80 F
Davis

Davis, California

Thursday, April 18, 2024

Honorary diplomas awarded to former students from internment camps

Over 65 years after they were forced out of their studies to live in internment camps, 47 former UC Davis students of Japanese ancestry received honorary degrees at the fall convocation ceremony on Dec. 12, 2009.

The UC Board of Regents voted in July 2009 to grant special degrees to the 700 UC Davis, Berkeley, Los Angeles and San Francisco students who were ousted by President Roosevelt’s executive order to relocate people of Japanese ancestry to internment camps during World War II. Order 9066 led to the three-year exclusion of 110,000 Japanese people from California, Oregon and Washington from 1942 to 1945 in response to the attack on Pearl Harbor.

“This action is long overdue and addresses an historical tragedy,” said UC President Mark Yudof in a press release.

During the war, UC faculty and administrators protested the students’ removal and helped arrange for them to continue their studies from within the internment camps, or helped them enroll in universities outside of the west coast. Many students never returned to California.

Despite being pulled out of the university to live in internment camps, a few former students received degrees from other universities or served the army in the 442 Regimental Combat Team, a unit famous for its mostly Japanese composition.

Though some declined honorary degrees because they attended UCD for a short time prior to their internment, most were happy with the recognition, said Louise Uota, director of ceremonies and special events.

Honorees wore traditional caps and gowns and received diplomas that read “inter silvas academi restituere lustitiam” or “to restore justice among the groves of the academy.”

Uota organized the ceremony with the help of the Japanese Cultural and Community Center of Northern California, which helped find previous students. Now in their 80s and 90s, the previous agriculture students were located in California, Texas and Illinois.

Friends or family represented students who were unable to attend or who are deceased.

Arlene Lawrence represented her uncle, Gus Ikemoto. After being held in an internment camp for three years, Ikemoto voluntarily joined the army and was deployed to Europe to aid in rebuilding. Ikemoto later graduated from the University of Denver and moved to Chicago.

Though high school and knitting classes were offered in some camps, internment life was bleak. Most internees spent the days making camouflage army nets and spent the nights sleeping on straw mattresses.

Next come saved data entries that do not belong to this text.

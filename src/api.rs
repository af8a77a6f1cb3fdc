//! The four public operations: dump a tree, test a rule against a
//! snippet, and search files by pattern or by rule.
//!
//! Each is a plain function over an explicit [`GrammarRegistry`]. Language
//! names are resolved before anything is parsed, so an unknown language
//! fails every operation with [`Error::UnsupportedLanguage`].

use crate::debug::{self, DumpFormat};
use crate::discover::{discover, FileSelector};
use crate::error::Error;
use crate::grammar::{GrammarRegistry, Language};
use crate::matcher::{self, MatchRecord, Matcher};
use crate::rule::RuleDocument;
use crate::search::{
    paginate, search, search_files, CancellationToken, Page, PageRequest, SearchConfig, SearchOutcome,
};
use crate::tree::parse;
use std::path::PathBuf;
use tracing::debug;

/// Everything a multi-file search needs besides the query itself.
#[derive(Debug, Clone, Default)]
pub struct FindOptions {
    pub config: SearchConfig,
    pub selector: FileSelector,
    pub cancel: CancellationToken,
}

impl FindOptions {
    pub fn new(config: SearchConfig) -> Self {
        Self {
            config,
            ..Self::default()
        }
    }

    pub fn with_selector(mut self, selector: FileSelector) -> Self {
        self.selector = selector;
        self
    }

    pub fn with_cancel(mut self, cancel: CancellationToken) -> Self {
        self.cancel = cancel;
        self
    }
}

pub fn render_tree(
    registry: &GrammarRegistry,
    code: &str,
    language: &str,
    format: DumpFormat,
) -> Result<String, Error> {
    let language = registry.resolve(language)?;
    debug::render_tree(registry, code, &language, format)
}

/// Matches of the rule document `rule_yaml` in `code`. `language`
/// overrides or supplies the document's `language`.
///
/// No match is an empty result, not an error.
pub fn test_rule(
    registry: &GrammarRegistry,
    code: &str,
    rule_yaml: &str,
    language: Option<&str>,
    config: &SearchConfig,
) -> Result<Vec<MatchRecord>, Error> {
    let language = language.map(|name| registry.resolve(name)).transpose()?;
    let document = RuleDocument::from_yaml(rule_yaml)?;
    let matcher = matcher::compile_rule(registry, &document, language.as_ref())?;

    let grammar = registry.grammar(matcher.language())?;
    let tree = parse(code, grammar.as_ref())?;
    let records: Vec<_> = search(&tree, &matcher, config).map(|m| m.to_record()).collect();
    debug!(rule = document.id.as_deref().unwrap_or_default(), matches = records.len(), "tested rule");
    Ok(records)
}

/// Searches the files under `roots` written in `language` for `pattern`.
pub fn find_code(
    registry: &GrammarRegistry,
    roots: &[PathBuf],
    language: &str,
    pattern: &str,
    options: &FindOptions,
) -> Result<SearchOutcome, Error> {
    let language = registry.resolve(language)?;
    let matcher = matcher::compile_pattern(registry, pattern, &language)?;
    run(registry, roots, &language, &matcher, options)
}

/// Searches the files under `roots` with a rule document. The files
/// searched are those of the document's `language`.
pub fn find_code_by_rule(
    registry: &GrammarRegistry,
    roots: &[PathBuf],
    rule_yaml: &str,
    options: &FindOptions,
) -> Result<SearchOutcome, Error> {
    let document = RuleDocument::from_yaml(rule_yaml)?;
    let matcher = matcher::compile_rule(registry, &document, None)?;
    let language = matcher.language().clone();
    run(registry, roots, &language, &matcher, options)
}

/// One page of a search outcome's matches.
pub fn page(outcome: SearchOutcome, request: PageRequest) -> Page<MatchRecord> {
    paginate(outcome.matches, request)
}

fn run(
    registry: &GrammarRegistry,
    roots: &[PathBuf],
    language: &Language,
    matcher: &Matcher,
    options: &FindOptions,
) -> Result<SearchOutcome, Error> {
    let files = discover(roots, registry, &options.selector, Some(language))?;
    search_files(registry, &files, matcher, &options.config, &options.cancel)
}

“Most Japanese Americans are stoic about their experiences in internment camps,” Lawrence said. “My parents wanted to get on with life after the war. It was like a bad dream.”

Tule Lake internment camp became infamous for its inadequate sanitation, as well as poor food and medical care. During the camp’s heyday, Roosevelt passed a law directed at Japanese Americans that permitted American citizens to denounce their citizenship in wartime. The law led 70 percent of Tule Lake’s internees to renounce their citizenship and thus be expatriated to Japan.

The regents’ decision to grant the degrees to internees ended the UC’s 37-year restriction on honorary degrees.

“My uncle is totally delighted with his honorary degree,” Lawrence said.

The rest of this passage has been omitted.